BroadwayWorld Review Annie Get Your GunPublished: Wednesday, October 4, 2017 By: Kathryn Kitt Source: BroadwayWorld
What a treat to be in the audience at Westchester Broadway Theatre's new production of "Annie Get Your Gun," written and composed by Irving Berlin. The score is a musical treat of classics such as the songs "The Sun in the Morning," "There's No Business Like Show Business," and my new favorite "Moonshine Lullaby." I was informed by my father that the score was originally going to be composed by Jerome Kern of "Showboat" fame, but it seems impossible to truly imagine how that would have turned out, especially since the show is completely associated with Irving Berlin's legacy.
Fictionally based on the legendary Annie Oakley, the sharpshooter feminine firecracker of the 19th century, the story is a bit of a setback for feminism, for Annie has to pretend to be incompetent in order to win the heart of the dashing Frank Butler. Originally created for Ethel Merman, It would seem obvious that she could belt "You Can't Get a Man with a Gun" to the rafters, but I wondered how she floated high notes in such gems as "They say that Falling in Love is Wonderful." Thankfully, Devon Perry seems to be able to sing this score with so many colors, I wondered how to characterize her. She could be lyrical in the ballads and able to belt with the same ease. It was a tour de force!

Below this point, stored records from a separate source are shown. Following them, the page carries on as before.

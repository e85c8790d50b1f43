//! Session, index and provenance record types

use chrono::{DateTime, Utc};
use serde::{Deserialize, Serialize};
use std::collections::BTreeMap;
use std::path::PathBuf;

/// Artifact type recorded for session files.
pub const ARTIFACT_SESSION: &str = "session";

/// Source type recorded for agent transcripts.
pub const SOURCE_TRANSCRIPT: &str = "transcript";

/// Knowledge extracted from one agent transcript
#[derive(Debug, Clone, Default, PartialEq, Serialize, Deserialize)]
pub struct Session {
    /// Stable identifier, usually taken from the transcript
    #[serde(rename = "session_id")]
    pub id: String,
    #[serde(with = "session_date")]
    pub date: DateTime<Utc>,
    #[serde(default, skip_serializing_if = "String::is_empty")]
    pub summary: String,
    #[serde(default, skip_serializing_if = "Vec::is_empty")]
    pub decisions: Vec<String>,
    #[serde(default, skip_serializing_if = "Vec::is_empty")]
    pub knowledge: Vec<String>,
    #[serde(default, skip_serializing_if = "Vec::is_empty")]
    pub files_changed: Vec<String>,
    #[serde(default, skip_serializing_if = "Vec::is_empty")]
    pub issues: Vec<String>,
    /// Invocation count per tool name
    #[serde(default, skip_serializing_if = "BTreeMap::is_empty")]
    pub tool_calls: BTreeMap<String, u64>,
    #[serde(default, skip_serializing_if = "TokenUsage::is_empty")]
    pub tokens: TokenUsage,
    #[serde(default, skip_serializing_if = "String::is_empty")]
    pub transcript_path: String,
}

impl Session {
    pub fn new(id: impl Into<String>, date: DateTime<Utc>) -> Self {
        Self {
            id: id.into(),
            date,
            ..Default::default()
        }
    }

    pub fn with_summary(mut self, summary: impl Into<String>) -> Self {
        self.summary = summary.into();
        self
    }
}

/// Token consumption for a session
#[derive(Debug, Clone, Copy, Default, PartialEq, Eq, Serialize, Deserialize)]
pub struct TokenUsage {
    #[serde(default)]
    pub input: u64,
    #[serde(default)]
    pub output: u64,
    #[serde(default)]
    pub total: u64,
    /// Counts were estimated rather than reported by the provider
    #[serde(default, skip_serializing_if = "std::ops::Not::not")]
    pub estimated: bool,
}

impl TokenUsage {
    pub fn is_empty(&self) -> bool {
        self.input == 0 && self.output == 0 && self.total == 0 && !self.estimated
    }
}

/// One line of the session index
#[derive(Debug, Clone, PartialEq, Serialize, Deserialize)]
pub struct IndexEntry {
    pub session_id: String,
    #[serde(with = "session_date")]
    pub date: DateTime<Utc>,
    pub session_path: PathBuf,
    #[serde(default, skip_serializing_if = "String::is_empty")]
    pub summary: String,
    #[serde(default, skip_serializing_if = "Vec::is_empty")]
    pub tags: Vec<String>,
}

impl IndexEntry {
    /// Index entry pointing at a written session file
    pub fn for_session(session: &Session, session_path: impl Into<PathBuf>) -> Self {
        Self {
            session_id: session.id.clone(),
            date: session.date,
            session_path: session_path.into(),
            summary: session.summary.clone(),
            tags: Vec::new(),
        }
    }
}

/// Derivation fact: `artifact_path` was produced from `source_path`
#[derive(Debug, Clone, PartialEq, Serialize, Deserialize)]
pub struct ProvenanceRecord {
    pub id: String,
    pub artifact_path: String,
    pub artifact_type: String,
    pub source_path: String,
    pub source_type: String,
    #[serde(default, skip_serializing_if = "Option::is_none")]
    pub session_id: Option<String>,
    pub created_at: DateTime<Utc>,
    #[serde(default, skip_serializing_if = "BTreeMap::is_empty")]
    pub metadata: BTreeMap<String, serde_json::Value>,
}

impl ProvenanceRecord {
    pub fn new(
        id: impl Into<String>,
        artifact_path: impl Into<String>,
        artifact_type: impl Into<String>,
        source_path: impl Into<String>,
        source_type: impl Into<String>,
    ) -> Self {
        Self {
            id: id.into(),
            artifact_path: artifact_path.into(),
            artifact_type: artifact_type.into(),
            source_path: source_path.into(),
            source_type: source_type.into(),
            session_id: None,
            created_at: Utc::now(),
            metadata: BTreeMap::new(),
        }
    }

    pub fn with_session_id(mut self, session_id: impl Into<String>) -> Self {
        self.session_id = Some(session_id.into());
        self
    }

    pub fn with_metadata(mut self, key: impl Into<String>, value: serde_json::Value) -> Self {
        self.metadata.insert(key.into(), value);
        self
    }
}

/// RFC 3339 on write; RFC 3339 or a bare `YYYY-MM-DD` on read.
mod session_date {
    use chrono::{DateTime, NaiveDate, Utc};
    use serde::{de, Deserialize, Deserializer, Serializer};

    pub fn serialize<S: Serializer>(date: &DateTime<Utc>, serializer: S) -> Result<S::Ok, S::Error> {
        serializer.serialize_str(&date.to_rfc3339())
    }

    pub fn deserialize<'de, D: Deserializer<'de>>(deserializer: D) -> Result<DateTime<Utc>, D::Error> {
        let raw = String::deserialize(deserializer)?;
        if let Ok(parsed) = DateTime::parse_from_rfc3339(&raw) {
            return Ok(parsed.with_timezone(&Utc));
        }
        NaiveDate::parse_from_str(&raw, "%Y-%m-%d")
            .ok()
            .and_then(|day| day.and_hms_opt(0, 0, 0))
            .map(|naive| naive.and_utc())
            .ok_or_else(|| de::Error::custom(format!("invalid date: {raw}")))
    }
}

Adam Kemmerer as Frank Butler displayed real chemistry with Ms. Perry and had some lovely vocals with "The Girl I Marry." The 11 O' Clock number of "Anything You Can Do" did not disappoint, showcasing impressive physical and vocal achievements. The show was also ably supported by Sarah Cline (Dolly), Kilty Reidy (Charlie Davenport), Gary Lynch (Buffalo Bill), Marshall Factora (Chief Sitting Bull) and Kevin C. Loomis as Pawnee Bill. Haylie Shea Christiano (Little Jake), Hanna Jane Moore (Jessie Oakley) and Ruby Griffin (Nellie Oakley) nicely rounded out the cast as Annie's young siblings.
Director, Richard Stafford staged the show so that it popped with liveliness. There was a genuine love for the material that was brought out both by Kara Branch through her bright costume design and by Steve Loftus through his expert stage design.
The mix of the show was tight and the singing and ensembles were clearly enunciated, led by Shane Parus. The ensemble of triple threat performers tap danced and flowed seamlessly in "The Sun in the Morning" and "There's No Business Like Show Business" numbers. Krystyn Pope's choreography also gave each ensemble member a distinct personality and they did not melt into the scenery.
It was such a pleasure to see a good old-fashioned show in this day and age. To have a show with an overture and such a gem of a score it truly leaves one feeling good. It was a gift to expose my son to this production and he was most pleasantly surprised.